(Saved entries)
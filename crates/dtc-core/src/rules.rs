//! Criterion pass evaluation driven by an ordered marker rule table.
//!
//! Evaluation runs in two phases per (source, category) group. Phase one
//! decides every criterion from course matches and exemption rules. Phase two
//! overrides criteria carrying a dependency marker with the conjunction of
//! their siblings' phase-one results. Phase two never reads its own output, so
//! several dependent criteria in one group do not see each other's overrides.

use std::collections::{BTreeMap, BTreeSet};

use serde::{Deserialize, Serialize};

use dtc_model::{
    CategoryGroup, CriterionStatus, PassBasis, PassStatusMap, RequirementIndex, RequirementKey,
};

/// What a matching marker does to a criterion.
#[derive(Debug, Clone, Copy, PartialEq, Eq, Serialize, Deserialize)]
#[serde(rename_all = "snake_case")]
pub enum RuleEffect {
    /// The criterion always passes.
    Exempt,
    /// The criterion passes iff every other criterion of its group passed.
    RequireSiblings,
}

/// A marker substring and the effect it triggers on criterion names.
#[derive(Debug, Clone, PartialEq, Eq, Serialize, Deserialize)]
pub struct CriterionRule {
    pub marker: String,
    pub effect: RuleEffect,
}

impl CriterionRule {
    pub fn new(marker: impl Into<String>, effect: RuleEffect) -> Self {
        Self {
            marker: marker.into(),
            effect,
        }
    }

    pub fn matches(&self, criterion: &str) -> bool {
        !self.marker.is_empty() && criterion.contains(self.marker.as_str())
    }
}

/// Ordered rules; the first matching rule of a given effect wins.
#[derive(Debug, Clone, PartialEq, Eq, Serialize, Deserialize)]
#[serde(transparent)]
pub struct RuleTable {
    rules: Vec<CriterionRule>,
}

impl Default for RuleTable {
    fn default() -> Self {
        Self::new(vec![
            CriterionRule::new("گازسوز", RuleEffect::Exempt),
            CriterionRule::new("ابزار مخصوص", RuleEffect::RequireSiblings),
        ])
    }
}

impl RuleTable {
    pub fn new(rules: Vec<CriterionRule>) -> Self {
        Self { rules }
    }

    pub fn iter(&self) -> impl Iterator<Item = &CriterionRule> {
        self.rules.iter()
    }

    pub fn first_match(&self, criterion: &str, effect: RuleEffect) -> Option<&CriterionRule> {
        self.rules
            .iter()
            .find(|rule| rule.effect == effect && rule.matches(criterion))
    }
}

/// Computes the pass status of every criterion in `index`.
///
/// `passed_courses` must hold standardized course titles.
pub fn evaluate_pass_status(
    index: &RequirementIndex,
    passed_courses: &BTreeSet<String>,
    rules: &RuleTable,
) -> PassStatusMap {
    let mut statuses = PassStatusMap::new();
    for (source, category, group) in index.groups() {
        for (criterion, status) in evaluate_group(group, passed_courses, rules) {
            statuses.insert(RequirementKey::new(source, category, criterion), status);
        }
    }
    statuses
}

fn evaluate_group(
    group: &CategoryGroup,
    passed_courses: &BTreeSet<String>,
    rules: &RuleTable,
) -> BTreeMap<String, CriterionStatus> {
    let base: BTreeMap<&str, CriterionStatus> = group
        .criteria()
        .map(|(criterion, courses)| {
            let status = base_status(criterion, courses, passed_courses, rules);
            (criterion, status)
        })
        .collect();

    base.iter()
        .map(|(&criterion, status)| {
            let status = match rules.first_match(criterion, RuleEffect::RequireSiblings) {
                Some(rule) => {
                    let siblings_passed = base
                        .iter()
                        .filter(|(other, _)| **other != criterion)
                        .all(|(_, other)| other.passed);
                    CriterionStatus {
                        passed: siblings_passed,
                        basis: PassBasis::Dependent {
                            marker: rule.marker.clone(),
                        },
                    }
                }
                None => status.clone(),
            };
            (criterion.to_string(), status)
        })
        .collect()
}

fn base_status(
    criterion: &str,
    courses: &[String],
    passed_courses: &BTreeSet<String>,
    rules: &RuleTable,
) -> CriterionStatus {
    if let Some(rule) = rules.first_match(criterion, RuleEffect::Exempt) {
        return CriterionStatus {
            passed: true,
            basis: PassBasis::Exempt {
                marker: rule.marker.clone(),
            },
        };
    }
    match courses.iter().find(|course| passed_courses.contains(*course)) {
        Some(course) => CriterionStatus {
            passed: true,
            basis: PassBasis::MatchedCourse(course.clone()),
        },
        None => CriterionStatus {
            passed: false,
            basis: PassBasis::NoMatch,
        },
    }
}

#[cfg(test)]
mod tests {
    use super::*;
    use dtc_model::{GENERAL_CATEGORY, PassReason, RequirementSource};

    fn index(criteria: &[(&str, &str)]) -> RequirementIndex {
        let mut index = RequirementIndex::new();
        for (criterion, course) in criteria {
            index.push(RequirementSource::AfterSales, GENERAL_CATEGORY, *criterion, *course);
        }
        index
    }

    fn key(criterion: &str) -> RequirementKey {
        RequirementKey::new(RequirementSource::AfterSales, GENERAL_CATEGORY, criterion)
    }

    fn passed(courses: &[&str]) -> BTreeSet<String> {
        courses.iter().map(|course| course.to_string()).collect()
    }

    #[test]
    fn direct_match_records_course() {
        let index = index(&[("ایمنی", "دوره۱"), ("ایمنی", "دوره۲")]);
        let statuses = evaluate_pass_status(&index, &passed(&["دوره۲"]), &RuleTable::default());
        let status = statuses.get(&key("ایمنی")).expect("status");
        assert!(status.passed);
        assert_eq!(status.reason(), PassReason::MatchedCourse("دوره۲".to_string()));
    }

    #[test]
    fn exemption_passes_without_courses() {
        let index = index(&[("خودروهای گازسوز", "دوره۱")]);
        let statuses = evaluate_pass_status(&index, &BTreeSet::new(), &RuleTable::default());
        assert!(statuses.is_passed(&key("خودروهای گازسوز")));
        assert_eq!(
            statuses.get(&key("خودروهای گازسوز")).map(CriterionStatus::reason),
            Some(PassReason::Exempt)
        );
    }

    #[test]
    fn exemption_outranks_matched_course() {
        let index = index(&[("خودروهای گازسوز", "دورهگاز")]);
        let statuses =
            evaluate_pass_status(&index, &passed(&["دورهگاز"]), &RuleTable::default());
        let status = statuses.get(&key("خودروهای گازسوز")).expect("status");
        assert!(status.passed);
        assert_eq!(status.reason(), PassReason::Exempt);
    }

    #[test]
    fn sibling_rule_overrides_exemption() {
        let criterion = "ابزار مخصوص گازسوز";
        let index = index(&[("a", "c1"), (criterion, "c2")]);
        let rules = RuleTable::default();

        let failed = evaluate_pass_status(&index, &BTreeSet::new(), &rules);
        assert!(!failed.is_passed(&key(criterion)));
        assert_eq!(
            failed.get(&key(criterion)).map(CriterionStatus::reason),
            Some(PassReason::ConditionNotMet)
        );

        let met = evaluate_pass_status(&index, &passed(&["c1"]), &rules);
        assert!(met.is_passed(&key(criterion)));
        assert_eq!(
            met.get(&key(criterion)).map(CriterionStatus::reason),
            Some(PassReason::Conditional)
        );
    }

    #[test]
    fn special_tool_follows_siblings() {
        let index = index(&[("a", "c1"), ("b", "c2"), ("ابزار مخصوص", "c3")]);
        let rules = RuleTable::default();

        let all = evaluate_pass_status(&index, &passed(&["c1", "c2"]), &rules);
        assert!(all.is_passed(&key("ابزار مخصوص")));

        let partial = evaluate_pass_status(&index, &passed(&["c1", "c3"]), &rules);
        assert!(!partial.is_passed(&key("ابزار مخصوص")));
        assert_eq!(
            partial.get(&key("ابزار مخصوص")).map(CriterionStatus::reason),
            Some(PassReason::ConditionNotMet)
        );
    }

    #[test]
    fn special_tool_alone_passes() {
        let index = index(&[("ابزار مخصوص", "c3")]);
        let statuses = evaluate_pass_status(&index, &BTreeSet::new(), &RuleTable::default());
        assert!(statuses.is_passed(&key("ابزار مخصوص")));
    }

    #[test]
    fn dependent_criteria_read_phase_one_only() {
        // Each special-tool criterion sees the other's phase-one failure.
        let index = index(&[("a", "c1"), ("ابزار مخصوص ۱", "x"), ("ابزار مخصوص ۲", "y")]);
        let statuses = evaluate_pass_status(&index, &passed(&["c1"]), &RuleTable::default());
        assert!(!statuses.is_passed(&key("ابزار مخصوص ۱")));
        assert!(!statuses.is_passed(&key("ابزار مخصوص ۲")));
    }

    #[test]
    fn groups_are_evaluated_independently() {
        let mut index = index(&[("ابزار مخصوص", "x")]);
        index.push(RequirementSource::AfterSales, "پژو", "a", "c1");
        let statuses = evaluate_pass_status(&index, &BTreeSet::new(), &RuleTable::default());
        assert!(statuses.is_passed(&key("ابزار مخصوص")));
        assert!(!statuses.is_passed(&RequirementKey::new(
            RequirementSource::AfterSales,
            "پژو",
            "a"
        )));
    }

    #[test]
    fn empty_marker_never_matches() {
        let rules = RuleTable::new(vec![CriterionRule::new("", RuleEffect::Exempt)]);
        assert!(rules.first_match("anything", RuleEffect::Exempt).is_none());
    }
}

§ Exercise directions
Return every line of the data above in which "RequireSiblings" appears.

§ Problem solution
    RequireSiblings,
            CriterionRule::new("ابزار مخصوص", RuleEffect::RequireSiblings),
            let status = match rules.first_match(criterion, RuleEffect::RequireSiblings) {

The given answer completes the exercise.